Shortage of healthcare workers globally may rise to 10 million by 2030


NEW DELHI: The shortage of healthcare workers globally could rise to 10 million by the end of the decade, affecting access to care, inequities and treatment of mental health, a new report said on Monday.

Launched in the run-up to the World Economic Forum (WEF) Annual Meeting 2023 in the Swiss ski resort town of Davos, the report said the rise in healthcare spending has fast-tracked progress in telehealth, vaccines and precision medicine, but businesses and policy-makers must tackle worker burnout and boost access to health.

It also cited a case study from India, the Ayushman Bharat Digital Mission (ABDM), launched by the Union Ministry of Family and Health Welfare, to enable the world’s largest digital health landscape.

“Given ABDM is envisioned to digitise the entire healthcare environment in the country, its success relies on its adoption by all players. Thus far, the adoption of ABDM has been a key challenge, which has been limited and staggered mainly due to data interoperability, confidentiality and connectivity to the internet and lack of digital infrastructure,” it added.

The report, titled ‘Global Health and Healthcare Strategic Outlook’, further said that the fastest vaccine development in history demonstrated the enormous potential of public-private partnerships and outcomes-based regulation.

“The pandemic brought remarkable progress in the development and delivery of medicines. We now need to focus on long-term system change to stop health services deteriorating in the face of economic crises,” said Shyam Bishen, Head of Health and Healthcare at the WEF.

The report, prepared with LEK Consulting, is likely to be discussed further by leaders at the WEF Annual Meeting 2023 in Davos from January 16-20.

It noted that the pandemic’s disruptions, such as a 25 per cent drop in coverage of essential health services, resulted in compound impacts on vulnerable populations and minority communities, especially in low- and middle-income countries.

“More specifically, COVID-19 put extra strain on healthcare systems, disrupted global supply chains of essential products and pushed overburdened care providers to breaking point,” the WEF said.

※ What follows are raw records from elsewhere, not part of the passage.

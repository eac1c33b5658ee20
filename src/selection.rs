use anyhow::{
    bail,
    Context,
};

use crate::types::Result;


/// Canonical orbital-channel labels, in the order the projection file emits them.
pub const ORBITALS: [&str; 9] = ["s", "py", "pz", "px", "dxy", "dyz", "dz2", "dxz", "dx2"];


pub fn orbital_index(label: &str) -> Result<usize> {
    ORBITALS.iter()
        .position(|x| *x == label)
        .with_context(|| format!("[SELECT]: Orbital {:?} not available in {:?}", label, &ORBITALS))
}


/// Axis selector for atoms and k-points.
///
/// A bare index keeps the axis-collapsing semantics of scalar indexing and is
/// never wrapped into a one-element set; `Set` and `Range` select without
/// changing rank.
#[derive(Debug, Clone)]
pub enum Selector {
    Single(usize),
    Set(Vec<usize>),
    Range(String),
}


#[derive(Debug, Clone)]
pub enum OrbitalKey {
    Index(usize),
    Label(String),
}

impl From<usize> for OrbitalKey {
    fn from(i: usize) -> Self { OrbitalKey::Index(i) }
}

impl From<&str> for OrbitalKey {
    fn from(s: &str) -> Self { OrbitalKey::Label(s.to_string()) }
}


/// Orbital-channel selector. Sets may mix channel indices and canonical labels.
#[derive(Debug, Clone)]
pub enum OrbitalSelector {
    Single(usize),
    Set(Vec<OrbitalKey>),
    Range(String),
}


/// A selector resolved against a concrete axis length.
#[derive(Debug, Clone, PartialEq, Eq)]
pub enum Resolved {
    Scalar(usize),
    Indices(Vec<usize>),
}

impl Resolved {
    pub fn indices(&self) -> Vec<usize> {
        match self {
            Resolved::Scalar(i)   => vec![*i],
            Resolved::Indices(v)  => v.clone(),
        }
    }

    /// Order-independent check against the full `0 .. len` index set.
    pub fn is_full(&self, len: usize) -> bool {
        match self {
            Resolved::Scalar(_)  => len == 1,
            Resolved::Indices(v) => v.len() == len && v.iter().copied().eq(0 .. len),
        }
    }
}


/// `start:stop:step` range descriptor with Python slice semantics.
///
/// Any component may be omitted; omitted components are open on that side.
/// Negative components count from the tail, negative steps iterate backward.
#[derive(Debug, Clone, PartialEq, Eq)]
pub struct RangeStr {
    start: Option<i64>,
    stop:  Option<i64>,
    step:  Option<i64>,
}

impl RangeStr {
    pub fn parse(input: &str) -> Result<Self> {
        if !input.contains(':') {
            bail!("[SELECT]: Invalid range string {:?}, expected `start:stop:step`", input);
        }

        let fields = input.split(':').collect::<Vec<_>>();
        if fields.len() > 3 {
            bail!("[SELECT]: Invalid range string {:?}, too many `:`", input);
        }

        let parse_field = |f: &str| -> Result<Option<i64>> {
            let f = f.trim();
            if f.is_empty() {
                Ok(None)
            } else {
                f.parse::<i64>()
                    .map(Some)
                    .with_context(|| format!("[SELECT]: Invalid range component {:?} in {:?}", f, input))
            }
        };

        Ok(Self {
            start: parse_field(fields[0])?,
            stop:  parse_field(fields[1])?,
            step:  fields.get(2).map(|f| parse_field(f)).transpose()?.flatten(),
        })
    }

    pub fn indices(&self, len: usize) -> Result<Vec<usize>> {
        let n = len as i64;
        let step = self.step.unwrap_or(1);
        if step == 0 {
            bail!("[SELECT]: Range step cannot be zero");
        }

        let wrap = |v: i64| if v < 0 { v + n } else { v };

        let (start, stop) = if step > 0 {
            let start = wrap(self.start.unwrap_or(0)).max(0).min(n);
            let stop  = wrap(self.stop.unwrap_or(n)).max(0).min(n);
            (start, stop)
        } else {
            let start = wrap(self.start.unwrap_or(n - 1)).max(-1).min(n - 1);
            let stop  = match self.stop {
                Some(v) => wrap(v).max(-1).min(n - 1),
                None    => -1,
            };
            (start, stop)
        };

        let mut ret = Vec::new();
        let mut i = start;
        while (step > 0 && i < stop) || (step < 0 && i > stop) {
            ret.push(i as usize);
            i += step;
        }
        Ok(ret)
    }
}


fn checked_indices(mut v: Vec<usize>, len: usize, what: &str) -> Result<Vec<usize>> {
    v.sort();
    v.dedup();

    if v.is_empty() {
        bail!("[SELECT]: No {} selected.", what);
    }
    if let Some(&bad) = v.iter().find(|&&i| i >= len) {
        bail!("[SELECT]: {} index {} out of bounds, only {} available", what, bad, len);
    }
    Ok(v)
}


/// Resolve an atom or k-point selector against the axis length.
///
/// Set and range selections come back sorted and deduplicated; the order of a
/// set selector carries no meaning since every consumer reduces by summation.
pub fn resolve(sel: &Selector, len: usize, what: &str) -> Result<Resolved> {
    match sel {
        Selector::Single(i) => {
            if *i >= len {
                bail!("[SELECT]: {} index {} out of bounds, only {} available", what, i, len);
            }
            Ok(Resolved::Scalar(*i))
        },
        Selector::Set(v) => {
            Ok(Resolved::Indices(checked_indices(v.clone(), len, what)?))
        },
        Selector::Range(s) => {
            let v = RangeStr::parse(s)?.indices(len)?;
            Ok(Resolved::Indices(checked_indices(v, len, what)?))
        },
    }
}


/// Resolve an orbital selector; labels go through the fixed orbital table.
pub fn resolve_orbitals(sel: &OrbitalSelector, nchannels: usize) -> Result<Resolved> {
    match sel {
        OrbitalSelector::Single(i) => {
            resolve(&Selector::Single(*i), nchannels, "orbitals")
        },
        OrbitalSelector::Set(keys) => {
            let v = keys.iter()
                .map(|k| match k {
                    OrbitalKey::Index(i)   => Ok(*i),
                    OrbitalKey::Label(lbl) => orbital_index(lbl),
                })
                .collect::<Result<Vec<usize>>>()?;
            Ok(Resolved::Indices(checked_indices(v, nchannels, "orbitals")?))
        },
        OrbitalSelector::Range(s) => {
            resolve(&Selector::Range(s.clone()), nchannels, "orbitals")
        },
    }
}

“The threat of violence and burnout are real and is one of the contributors as to why doctors are considering other professions,” said Kashish Malhotra, Physician from the Department of Internal Medicine, Dayanand Medical College and Hospital.

To improve access and narrow the global health disparity gap, the report urged healthcare leaders to allocate funds disproportionately towards alternative care models and to include more representative clinical trials across low-to middle-income countries.

Noting that the pandemic demanded emergency responses, the report said medical triumphs are too often reactive ‘cures’ to the communicative zoonotic diseases that could have been prevented at far lower costs.

“To preserve health and save lives, a higher return on investment comes from clean air, safe water and healthy biodiversity,” it added.